I just build a working docker solution for dataverse from scratch based on the official installation guideline.
Unlike the official docker project which depends on release images and new docker specified scripts,
this solution only depends on artifacts mention in the official installation guideline and popular base images.
which means you don't have to maintain two different code set for manual deployment and docker.

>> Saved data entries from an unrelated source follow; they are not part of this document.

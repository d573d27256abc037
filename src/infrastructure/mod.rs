//! Infrastructure Layer
//!
//! Concrete implementations of domain ports.
//! This layer handles all I/O operations.
//!
//! ## Structure
//!
//! - `fs/` - File sources (Local, Memory)
//! - `minify/` - Minifiers backed by external compressors
//! - `events/` - Cache event sinks (tracing, NDJSON)

pub mod events;
pub mod fs;
pub mod minify;

// Re-export for convenience
pub use events::{JsonEventSink, TracingEventSink};
pub use fs::{write_atomic, LocalFileSource, MemoryFileSource};
pub use minify::CommandMinifier;
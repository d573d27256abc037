//! Property tests for package combining.

use std::sync::Arc;

use proptest::prelude::*;

use respack::{MemoryFileSource, PackageCache, Registry};

proptest! {
    #![proptest_config(ProptestConfig {
        cases: 64,
        .. ProptestConfig::default()
    })]

    /// PROPERTY: Content is the concatenation of each source plus "\n\n",
    /// with a marker for every absent source.
    #[test]
    fn property_content_is_ordered_concatenation(
        files in proptest::collection::vec(proptest::option::of("[a-z =;]{0,24}"), 1..6)
    ) {
        let source = Arc::new(MemoryFileSource::new());
        let mut paths = Vec::new();
        let mut expected = String::new();
        for (i, content) in files.iter().enumerate() {
            let path = format!("/src/{}.js", i);
            match content {
                Some(content) => {
                    source.write(&path, content.clone());
                    expected.push_str(content);
                }
                None => {
                    expected.push_str(&format!("/* respack error: missing source {} */", path));
                }
            }
            expected.push_str("\n\n");
            paths.push(path);
        }

        let cache = PackageCache::new(source);
        let package = Registry::new().load_script("p", false, &paths).unwrap();

        prop_assert_eq!(&*cache.content(&package).unwrap(), expected.as_str());
    }
}
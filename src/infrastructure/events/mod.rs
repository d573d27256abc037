//! Event Sink Implementations
//!
//! Provides concrete implementations of CacheEventSink:
//! - TracingEventSink: log records through `tracing`
//! - JsonEventSink: NDJSON output for automation

mod json;
mod log_sink;

pub use log_sink::TracingEventSink;
pub use json::{event_to_json, JsonEventSink};
//! Property tests for ETag derivation and matching.

use chrono::{TimeZone, Utc};
use proptest::prelude::*;

use respack::{ETag, EtagStrategy};

proptest! {
    #![proptest_config(ProptestConfig {
        cases: 256,
        .. ProptestConfig::default()
    })]

    /// PROPERTY: Tokens are always 16 lowercase hex characters.
    #[test]
    fn property_tokens_are_fixed_width_hex(
        content in "(?s).{0,512}",
        nanos in 0i64..4_000_000_000_000_000_000,
    ) {
        let at = Utc.timestamp_nanos(nanos);
        for strategy in [EtagStrategy::BuildTime, EtagStrategy::ContentHash] {
            let etag = ETag::derive(strategy, at, &content);
            prop_assert_eq!(etag.as_str().len(), 16);
            prop_assert!(etag
                .as_str()
                .chars()
                .all(|c| c.is_ascii_digit() || ('a'..='f').contains(&c)));
        }
    }

    /// PROPERTY: Distinct build times give distinct build-time tokens.
    #[test]
    fn property_build_time_injective(a in 0i64..i64::MAX, b in 0i64..i64::MAX) {
        prop_assume!(a != b);
        prop_assert_ne!(
            ETag::from_build_time(Utc.timestamp_nanos(a)),
            ETag::from_build_time(Utc.timestamp_nanos(b))
        );
    }

    /// PROPERTY: A token matches its own header forms.
    #[test]
    fn property_matches_own_header_forms(content in ".{0,64}") {
        let etag = ETag::from_content(&content);
        prop_assert!(etag.matches_header(etag.as_str()));
        prop_assert!(etag.matches_header(&etag.quoted()));
        let weak = format!("W/{}", etag.quoted());
        prop_assert!(etag.matches_header(&weak));
        let list = format!("\"0000000000000000\", {}", etag.quoted());
        prop_assert!(etag.matches_header(&list));
    }
}
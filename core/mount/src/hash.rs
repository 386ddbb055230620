//! Hash identity of a mount spec.
//!
//! The hash id is a CRC-32 over a canonical rendering of the spec, so it is
//! stable across processes, restarts and platforms.

use serde_json::Value;
use std::collections::BTreeMap;

use crate::spec::MountSpec;
use snapkeep_common::{HashId, Result};

/// Canonical text the hash id is computed from.
///
/// `<mode>:<key>=<value>:<key>=<value>...` with keys sorted and `mode`
/// pulled out to the front.
pub fn canonical_rendering(spec: &MountSpec) -> Result<String> {
    let mut fields: BTreeMap<String, Value> = spec.to_umount_value()?.into_iter().collect();
    fields.remove("mode");

    let mut rendered = String::from(spec.mode().as_str());
    for (key, value) in &fields {
        rendered.push(':');
        rendered.push_str(key);
        rendered.push('=');
        match value {
            Value::String(s) => rendered.push_str(s),
            other => rendered.push_str(&other.to_string()),
        }
    }
    Ok(rendered)
}

/// Derive the hash id for a spec.
pub fn compute_hash(spec: &MountSpec) -> Result<HashId> {
    let rendered = canonical_rendering(spec)?;
    Ok(HashId::from_checksum(crc32fast::hash(rendered.as_bytes())))
}
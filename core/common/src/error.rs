//! Common error types for snapkeep.

use std::path::PathBuf;
use std::time::Duration;

use thiserror::Error;

/// Top-level error type for mount operations.
#[derive(Debug, Error)]
pub enum Error {
    /// Precondition, transport or postcondition failure of a mount.
    #[error("Mount error: {0}")]
    Mount(String),

    /// The process lock could not be taken in time.
    #[error("Mountprocess lock timeout after {waited:?} in {path:?}")]
    LockTimeout { path: PathBuf, waited: Duration },

    /// A different mount already lives under this hash id.
    #[error("Hash collision occurred in hash_id {hash_id}. Incremented hash_collision to {salt}")]
    HashCollision { hash_id: String, salt: u32 },

    /// Salted retries gave up without finding a free hash id.
    #[error("Gave up resolving hash collisions after {attempts} attempts")]
    CollisionRetriesExhausted { attempts: u32 },

    /// Settings are missing or malformed.
    #[error("Configuration error: {0}")]
    Config(String),

    /// I/O operation failed.
    #[error("I/O error: {0}")]
    Io(#[from] std::io::Error),

    /// Serialization or deserialization failed.
    #[error("Serialization error: {0}")]
    Serialization(String),

    /// Invalid input provided.
    #[error("Invalid input: {0}")]
    InvalidInput(String),

    /// Resource not found.
    #[error("Not found: {0}")]
    NotFound(String),

    /// Resource already exists.
    #[error("Already exists: {0}")]
    AlreadyExists(String),
}

impl Error {
    /// Whether the orchestrator should retry with a fresh hash id.
    pub fn is_retryable(&self) -> bool {
        matches!(self, Error::HashCollision { .. })
    }

    /// Whether this is a user-actionable mount failure.
    pub fn is_mount_failure(&self) -> bool {
        matches!(self, Error::Mount(_) | Error::LockTimeout { .. })
    }
}

impl From<serde_json::Error> for Error {
    fn from(err: serde_json::Error) -> Self {
        Error::Serialization(err.to_string())
    }
}

/// Result type alias using the common Error.
pub type Result<T> = std::result::Result<T, Error>;

#[cfg(test)]
mod tests {
    use super::*;

    #[test]
    fn test_only_collisions_are_retryable() {
        let collision = Error::HashCollision {
            hash_id: "0000ABCD".to_string(),
            salt: 1,
        };
        assert!(collision.is_retryable());
        assert!(!collision.is_mount_failure());
        assert!(!Error::Mount("boom".to_string()).is_retryable());
    }

    #[test]
    fn test_lock_timeout_is_mount_failure() {
        let err = Error::LockTimeout {
            path: PathBuf::from("/tmp/mnt"),
            waited: Duration::from_secs(60),
        };
        assert!(err.is_mount_failure());
        assert!(err.to_string().contains("lock timeout"));
    }

    #[test]
    fn test_json_error_maps_to_serialization() {
        let err: Error = serde_json::from_str::<u32>("nope").unwrap_err().into();
        assert!(matches!(err, Error::Serialization(_)));
    }
}
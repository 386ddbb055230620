//! Remote encrypted snapshots: sshfs underneath, encfs on top.

use async_trait::async_trait;
use std::fs::DirBuilder;
use std::os::unix::fs::DirBuilderExt;
use std::path::PathBuf;
use std::sync::Arc;
use tracing::warn;

use super::encfs::{encfs_command, require_password};
use super::ssh::{check_ssh, sshfs_command};
use crate::backend::{
    fuse_unmount, require_program, run_checked, CommandRunner, MountBackend, MountTarget,
};
use crate::spec::{MountMode, MountParams, MountSpec, SshParams};
use snapkeep_common::{Error, Password, Result};

/// Directory inside the hash dir holding the raw sshfs layer.
pub const SSH_LAYER_DIRNAME: &str = "ssh";

/// Mounts the remote encrypted volume with sshfs, then decrypts it.
pub struct SshEncfsBackend {
    ssh: SshParams,
    password: Option<Password>,
    runner: Arc<dyn CommandRunner>,
}

impl SshEncfsBackend {
    pub fn new(ssh: SshParams, password: Option<Password>, runner: Arc<dyn CommandRunner>) -> Self {
        Self {
            ssh,
            password,
            runner,
        }
    }

    /// Build from an `ssh_encfs` spec.
    pub fn from_spec(spec: &MountSpec, runner: Arc<dyn CommandRunner>) -> Result<Self> {
        match &spec.params {
            MountParams::SshEncfs { ssh, password } => {
                Ok(Self::new(ssh.clone(), password.clone(), runner))
            }
            other => Err(Error::InvalidInput(format!(
                "ssh_encfs backend cannot mount {} parameters",
                other.mode()
            ))),
        }
    }

    fn ssh_layer(target: &MountTarget) -> PathBuf {
        target.hash_dir.join(SSH_LAYER_DIRNAME)
    }
}

#[async_trait]
impl MountBackend for SshEncfsBackend {
    fn mode(&self) -> MountMode {
        MountMode::SshEncfs
    }

    fn runner(&self) -> &dyn CommandRunner {
        self.runner.as_ref()
    }

    async fn pre_mount_check(&self, first_run: bool) -> Result<()> {
        require_password(self.password.as_ref())?;
        require_program("encfs")?;
        check_ssh(&self.ssh, self.runner.as_ref(), first_run).await
    }

    async fn do_mount(&self, target: &MountTarget) -> Result<()> {
        let password = require_password(self.password.as_ref())?;
        let layer = Self::ssh_layer(target);
        DirBuilder::new().recursive(true).mode(0o700).create(&layer)?;

        let sshfs = sshfs_command(&self.ssh, &layer);
        run_checked(
            self.runner.as_ref(),
            &sshfs,
            &format!("Can't mount {}", sshfs.display()),
        )
        .await?;

        let encfs = encfs_command(&layer, &target.mountpoint, password);
        if let Err(e) = run_checked(
            self.runner.as_ref(),
            &encfs,
            &format!("Can't mount {}", encfs.display()),
        )
        .await
        {
            // Leave nothing half mounted behind.
            if let Err(undo) = fuse_unmount(self.runner.as_ref(), &layer).await {
                warn!("Failed to unmount ssh layer {:?}: {}", layer, undo);
            }
            return Err(e);
        }
        Ok(())
    }

    async fn do_umount(&self, target: &MountTarget) -> Result<()> {
        fuse_unmount(self.runner.as_ref(), &target.mountpoint).await?;
        fuse_unmount(self.runner.as_ref(), &Self::ssh_layer(target)).await
    }
}
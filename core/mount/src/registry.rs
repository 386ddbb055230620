//! Backend registry mapping mount modes to backend factories.

use std::collections::HashMap;
use std::sync::Arc;

use crate::backend::{CommandRunner, MountBackend};
use crate::backends::{EncfsBackend, SshBackend, SshEncfsBackend};
use crate::spec::{MountMode, MountSpec};
use snapkeep_common::{Error, Result};

/// Factory function type for creating backends.
pub type BackendFactory = Box<dyn Fn(&MountSpec) -> Result<Box<dyn MountBackend>> + Send + Sync>;

/// Registry for mount backend factories.
///
/// Resolved once when the orchestrator is built; afterwards every mount
/// attempt asks it for a fresh backend.
pub struct BackendRegistry {
    factories: HashMap<MountMode, BackendFactory>,
}

impl BackendRegistry {
    /// Create a new empty registry.
    pub fn new() -> Self {
        Self {
            factories: HashMap::new(),
        }
    }

    /// Registry with the sshfs and encfs backends, all sharing `runner`.
    pub fn with_defaults(runner: Arc<dyn CommandRunner>) -> Self {
        let mut registry = Self::new();

        let ssh_runner = runner.clone();
        registry.factories.insert(
            MountMode::Ssh,
            Box::new(move |spec: &MountSpec| -> Result<Box<dyn MountBackend>> {
                Ok(Box::new(SshBackend::from_spec(spec, ssh_runner.clone())?))
            }),
        );

        let encfs_runner = runner.clone();
        registry.factories.insert(
            MountMode::LocalEncfs,
            Box::new(move |spec: &MountSpec| -> Result<Box<dyn MountBackend>> {
                Ok(Box::new(EncfsBackend::from_spec(spec, encfs_runner.clone())?))
            }),
        );

        registry.factories.insert(
            MountMode::SshEncfs,
            Box::new(move |spec: &MountSpec| -> Result<Box<dyn MountBackend>> {
                Ok(Box::new(SshEncfsBackend::from_spec(spec, runner.clone())?))
            }),
        );

        registry
    }

    /// Register a backend factory.
    ///
    /// # Preconditions
    /// - `mode` must need a mount
    /// - `mode` must not be registered yet
    ///
    /// # Errors
    /// - `InvalidInput` for modes that never mount
    /// - `AlreadyExists` if the mode is already registered
    pub fn register(&mut self, mode: MountMode, factory: BackendFactory) -> Result<()> {
        if !mode.needs_mount() {
            return Err(Error::InvalidInput(format!(
                "Mode '{}' does not mount anything",
                mode
            )));
        }
        if self.factories.contains_key(&mode) {
            return Err(Error::AlreadyExists(format!(
                "Backend for '{}' is already registered",
                mode
            )));
        }
        self.factories.insert(mode, factory);
        Ok(())
    }

    /// Create the backend for a spec.
    ///
    /// # Errors
    /// - No backend registered for the spec's mode
    /// - Spec parameters do not fit the backend
    pub fn resolve(&self, spec: &MountSpec) -> Result<Box<dyn MountBackend>> {
        let mode = spec.mode();
        let factory = self.factories.get(&mode).ok_or_else(|| {
            Error::NotFound(format!("No backend registered for mode '{}'", mode))
        })?;
        factory(spec)
    }

    /// Registered modes.
    pub fn modes(&self) -> Vec<MountMode> {
        let mut modes: Vec<MountMode> = self.factories.keys().copied().collect();
        modes.sort();
        modes
    }

    /// Check if a mode has a backend.
    pub fn has_backend(&self, mode: MountMode) -> bool {
        self.factories.contains_key(&mode)
    }
}

impl Default for BackendRegistry {
    fn default() -> Self {
        Self::new()
    }
}

#[cfg(test)]
mod tests {
    use super::*;
    use crate::backend::fake::{FakeBackend, FakeMounts, RecordingRunner};
    use crate::spec::{MountParams, SshParams};
    use std::path::PathBuf;

    fn ssh_spec() -> MountSpec {
        MountSpec::new(
            MountParams::Ssh {
                ssh: SshParams {
                    host: "h".to_string(),
                    port: 22,
                    user: "u".to_string(),
                    path: "/p".to_string(),
                    cipher: "default".to_string(),
                    private_key_file: String::new(),
                },
            },
            0,
        )
    }

    #[test]
    fn test_defaults_cover_every_mounting_mode() {
        let registry = BackendRegistry::with_defaults(Arc::new(RecordingRunner::default()));
        assert_eq!(
            registry.modes(),
            vec![MountMode::Ssh, MountMode::LocalEncfs, MountMode::SshEncfs]
        );
        assert!(!registry.has_backend(MountMode::Local));
        assert_eq!(registry.resolve(&ssh_spec()).unwrap().mode(), MountMode::Ssh);
    }

    #[test]
    fn test_register_and_resolve() {
        let mut registry = BackendRegistry::new();
        let mounts = FakeMounts::default();
        registry
            .register(
                MountMode::Ssh,
                Box::new(move |_: &MountSpec| -> Result<Box<dyn MountBackend>> {
                    Ok(Box::new(FakeBackend::new(MountMode::Ssh, mounts.clone())))
                }),
            )
            .unwrap();

        assert!(registry.resolve(&ssh_spec()).is_ok());
    }

    #[test]
    fn test_duplicate_registration_fails() {
        let mut registry = BackendRegistry::with_defaults(Arc::new(RecordingRunner::default()));
        let result = registry.register(
            MountMode::Ssh,
            Box::new(|_: &MountSpec| -> Result<Box<dyn MountBackend>> {
                Ok(Box::new(FakeBackend::new(MountMode::Ssh, FakeMounts::default())))
            }),
        );
        assert!(matches!(result, Err(Error::AlreadyExists(_))));
    }

    #[test]
    fn test_local_mode_cannot_be_registered_or_resolved() {
        let mut registry = BackendRegistry::new();
        let result = registry.register(
            MountMode::Local,
            Box::new(|_: &MountSpec| -> Result<Box<dyn MountBackend>> {
                Ok(Box::new(FakeBackend::new(MountMode::Local, FakeMounts::default())))
            }),
        );
        assert!(result.is_err());

        let local = MountSpec::new(
            MountParams::Local {
                path: PathBuf::from("/backups"),
            },
            0,
        );
        assert!(matches!(registry.resolve(&local), Err(Error::NotFound(_))));
    }
}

Here is the project: https://github.com/link89/dataverse-docker
Looks interesting. Thanks for also mentioning it at https://groups.google.com/g/dataverse-community/c/6Q9C0KMOndo/m/ZPAaxXzeBAAJ
I added it to the list here: Document competing containerization efforts and how to choose #10522
@Henry Xu hi! Your new Docker environment was discussed during last week's meeting. You can watch it at https://harvard.zoom.us/rec/share/MtAOhUuG-abIF72gXCNQBOHshawfXG5WLdZNNiD5zbfC3FrezReOoyCFk2pvYxv9.cZCHOtECVqC0DRUt
Great to know that you have discussed it. I started it with the goal of building a production ready container solution for my organization . When I tried the community's container solutions, I found that the latest versions didn't run as expected, and the documentation indicated that it isn't yet production-ready. As I delved into fixing issues on top of the community's work, I noticed that containerization efforts were scattered and lacked documentation, there are multiple Dockerfiles and compose.yml files spread across the Dataverse project. So I decided to take a less risky path: automating the installation and configuration based directly on Dataverse’s production deployment documentation within a container environment from scratch.
Currently, this project can run Dataverse version 6.3 (and my own patched version) correctly via Docker Compose. Since all installation resources come from official packages (like Solr schemas), I believe it will have good compatibility with past and future versions. Kubernetes is not my priority though. Kubernetes excels at scaling stateless components . Although recent Kubernetes versions offer better support for stateful applications, most ops engineers would still hesitate to let you deploy databases in their managed Kubernetes clusters, as it increases complexity without getting any benefits .A lightweight Docker Swarm solution can offer higher performance and availability options if needed.